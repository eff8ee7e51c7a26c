// Copyright (c) Microsoft Corporation. All rights reserved.
// Licensed under the MIT License.

use serde::{ser::SerializeMap, Deserialize, Serialize, Serializer};
use serde_json::{Number, Value};

/// A single component of a partition key.
#[derive(Clone, Debug, PartialEq)]
pub enum PartitionKeyValue {
    String(String),
    Number(Number),
    Bool(bool),
    Null,
    /// The item has no value at the partition key path. Sent on the wire as `{}`.
    Undefined,
}

impl Serialize for PartitionKeyValue {
    fn serialize<S: Serializer>(&self, serializer: S) -> Result<S::Ok, S::Error> {
        match self {
            PartitionKeyValue::String(s) => serializer.serialize_str(s),
            PartitionKeyValue::Number(n) => n.serialize(serializer),
            PartitionKeyValue::Bool(b) => serializer.serialize_bool(*b),
            PartitionKeyValue::Null => serializer.serialize_unit(),
            PartitionKeyValue::Undefined => serializer.serialize_map(Some(0))?.end(),
        }
    }
}

impl From<&str> for PartitionKeyValue {
    fn from(value: &str) -> Self {
        PartitionKeyValue::String(value.to_owned())
    }
}

impl From<String> for PartitionKeyValue {
    fn from(value: String) -> Self {
        PartitionKeyValue::String(value)
    }
}

impl From<i64> for PartitionKeyValue {
    fn from(value: i64) -> Self {
        PartitionKeyValue::Number(value.into())
    }
}

impl From<f64> for PartitionKeyValue {
    fn from(value: f64) -> Self {
        Number::from_f64(value).map_or(PartitionKeyValue::Null, PartitionKeyValue::Number)
    }
}

impl From<bool> for PartitionKeyValue {
    fn from(value: bool) -> Self {
        PartitionKeyValue::Bool(value)
    }
}

/// A partition key value, possibly hierarchical.
///
/// Sent in the `x-ms-documentdb-partitionkey` header as a JSON array:
///
/// ```rust
/// # use azure_data_cosmos_core::PartitionKey;
/// assert_eq!(PartitionKey::from("tenant1").to_header_value().unwrap(), r#"["tenant1"]"#);
/// assert_eq!(PartitionKey::undefined().to_header_value().unwrap(), "[{}]");
/// ```
#[derive(Clone, Debug, PartialEq, Serialize)]
#[serde(transparent)]
pub struct PartitionKey(Vec<PartitionKeyValue>);

impl PartitionKey {
    pub fn new(values: Vec<PartitionKeyValue>) -> Self {
        Self(values)
    }

    /// The partition key of items with no value at the key path.
    pub fn undefined() -> Self {
        Self(vec![PartitionKeyValue::Undefined])
    }

    pub fn null() -> Self {
        Self(vec![PartitionKeyValue::Null])
    }

    pub fn values(&self) -> &[PartitionKeyValue] {
        &self.0
    }

    pub fn to_header_value(&self) -> azure_core::Result<String> {
        Ok(serde_json::to_string(self)?)
    }
}

impl From<&str> for PartitionKey {
    fn from(value: &str) -> Self {
        Self(vec![value.into()])
    }
}

impl From<String> for PartitionKey {
    fn from(value: String) -> Self {
        Self(vec![value.into()])
    }
}

impl From<i64> for PartitionKey {
    fn from(value: i64) -> Self {
        Self(vec![value.into()])
    }
}

impl From<f64> for PartitionKey {
    fn from(value: f64) -> Self {
        Self(vec![value.into()])
    }
}

impl From<bool> for PartitionKey {
    fn from(value: bool) -> Self {
        Self(vec![value.into()])
    }
}

impl From<Vec<PartitionKeyValue>> for PartitionKey {
    fn from(values: Vec<PartitionKeyValue>) -> Self {
        Self(values)
    }
}

#[derive(Clone, Copy, Debug, Default, PartialEq, Eq, Deserialize, Serialize)]
pub enum PartitionKind {
    #[default]
    Hash,
    MultiHash,
    Range,
}

/// How a container is partitioned, as returned in the container's `partitionKey` property.
#[derive(Clone, Debug, Default, PartialEq, Eq, Deserialize, Serialize)]
#[serde(rename_all = "camelCase")]
pub struct PartitionKeyDefinition {
    pub paths: Vec<String>,
    #[serde(default)]
    pub kind: PartitionKind,
    #[serde(default, skip_serializing_if = "Option::is_none")]
    pub version: Option<u32>,
    /// Set on the definition the service reports for containers created without a partition key.
    #[serde(default, skip_serializing_if = "std::ops::Not::not")]
    pub system_key: bool,
}

/// Splits a partition key path such as `/address/"zip/code"` into its segments.
fn parse_path(path: &str) -> Vec<String> {
    let mut segments = Vec::new();
    let mut chars = path.chars().peekable();
    while let Some(&c) = chars.peek() {
        match c {
            '/' => {
                chars.next();
            }
            '"' | '\'' => {
                let quote = c;
                chars.next();
                let mut segment = String::new();
                while let Some(c) = chars.next() {
                    match c {
                        '\\' => {
                            if let Some(escaped) = chars.next() {
                                segment.push(escaped);
                            }
                        }
                        c if c == quote => break,
                        c => segment.push(c),
                    }
                }
                segments.push(segment);
            }
            _ => {
                let mut segment = String::new();
                while let Some(&c) = chars.peek() {
                    if c == '/' {
                        break;
                    }
                    segment.push(c);
                    chars.next();
                }
                segments.push(segment.trim().to_owned());
            }
        }
    }
    segments
}

/// Reads the partition key of `document` according to `definition`.
///
/// Paths that are missing, or that lead to an object or array, yield [`PartitionKeyValue::Undefined`].
pub fn extract_partition_key(
    document: &Value,
    definition: &PartitionKeyDefinition,
) -> PartitionKey {
    let values = definition
        .paths
        .iter()
        .map(|path| {
            let mut current = Some(document);
            for segment in parse_path(path) {
                current = current.and_then(|v| v.get(segment.as_str()));
            }
            match current {
                Some(Value::String(s)) => PartitionKeyValue::String(s.clone()),
                Some(Value::Number(n)) => PartitionKeyValue::Number(n.clone()),
                Some(Value::Bool(b)) => PartitionKeyValue::Bool(*b),
                Some(Value::Null) => PartitionKeyValue::Null,
                Some(Value::Object(_)) | Some(Value::Array(_)) | None => {
                    PartitionKeyValue::Undefined
                }
            }
        })
        .collect();
    PartitionKey(values)
}

#[cfg(test)]
mod tests {
    use super::*;
    use serde_json::json;

    fn definition(paths: &[&str]) -> PartitionKeyDefinition {
        PartitionKeyDefinition {
            paths: paths.iter().map(|p| p.to_string()).collect(),
            ..Default::default()
        }
    }

    #[test]
    fn parses_quoted_segments() {
        assert_eq!(parse_path("/a/b"), vec!["a", "b"]);
        assert_eq!(parse_path(r#"/address/"zip/code""#), vec!["address", "zip/code"]);
        assert_eq!(parse_path(r#"/'it\'s'"#), vec!["it's"]);
    }

    #[test]
    fn extracts_nested_values() {
        let doc = json!({ "id": "1", "address": { "city": "Seattle" }, "n": 5 });
        assert_eq!(
            extract_partition_key(&doc, &definition(&["/address/city"])),
            PartitionKey::from("Seattle")
        );
        assert_eq!(
            extract_partition_key(&doc, &definition(&["/n"])).to_header_value().unwrap(),
            "[5]"
        );
    }

    #[test]
    fn missing_or_structured_values_are_undefined() {
        let doc = json!({ "id": "1", "address": { "city": "Seattle" }, "tag": null });
        assert_eq!(
            extract_partition_key(&doc, &definition(&["/missing"])),
            PartitionKey::undefined()
        );
        assert_eq!(
            extract_partition_key(&doc, &definition(&["/address"])),
            PartitionKey::undefined()
        );
        assert_eq!(
            extract_partition_key(&doc, &definition(&["/tag"])),
            PartitionKey::null()
        );
    }

    #[test]
    fn hierarchical_keys_serialize_in_order() {
        let doc = json!({ "tenant": "t1", "user": 42, "flag": true });
        let pk = extract_partition_key(&doc, &definition(&["/tenant", "/user", "/flag"]));
        assert_eq!(pk.to_header_value().unwrap(), r#"["t1",42,true]"#);
    }

    #[test]
    fn definition_deserializes_service_shape() {
        let def: PartitionKeyDefinition =
            serde_json::from_str(r#"{"paths":["/pk"],"kind":"Hash","version":2}"#).unwrap();
        assert_eq!(def.paths, vec!["/pk"]);
        assert_eq!(def.kind, PartitionKind::Hash);
        assert_eq!(def.version, Some(2));
    }
}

REQUIRED WORK
Take the lines from the first line of the records through the line holding "impl From<f64> for PartitionKeyValue", both included, and please reproduce them exactly with nothing added.

TASK SOLUTION
repository eff8ee7e51c7a26c
// Copyright (c) Microsoft Corporation. All rights reserved.
// Licensed under the MIT License.

use serde::{ser::SerializeMap, Deserialize, Serialize, Serializer};
use serde_json::{Number, Value};

/// A single component of a partition key.
#[derive(Clone, Debug, PartialEq)]
pub enum PartitionKeyValue {
    String(String),
    Number(Number),
    Bool(bool),
    Null,
    /// The item has no value at the partition key path. Sent on the wire as `{}`.
    Undefined,
}

impl Serialize for PartitionKeyValue {
    fn serialize<S: Serializer>(&self, serializer: S) -> Result<S::Ok, S::Error> {
        match self {
            PartitionKeyValue::String(s) => serializer.serialize_str(s),
            PartitionKeyValue::Number(n) => n.serialize(serializer),
            PartitionKeyValue::Bool(b) => serializer.serialize_bool(*b),
            PartitionKeyValue::Null => serializer.serialize_unit(),
            PartitionKeyValue::Undefined => serializer.serialize_map(Some(0))?.end(),
        }
    }
}

impl From<&str> for PartitionKeyValue {
    fn from(value: &str) -> Self {
        PartitionKeyValue::String(value.to_owned())
    }
}

impl From<String> for PartitionKeyValue {
    fn from(value: String) -> Self {
        PartitionKeyValue::String(value)
    }
}

impl From<i64> for PartitionKeyValue {
    fn from(value: i64) -> Self {
        PartitionKeyValue::Number(value.into())
    }
}

impl From<f64> for PartitionKeyValue {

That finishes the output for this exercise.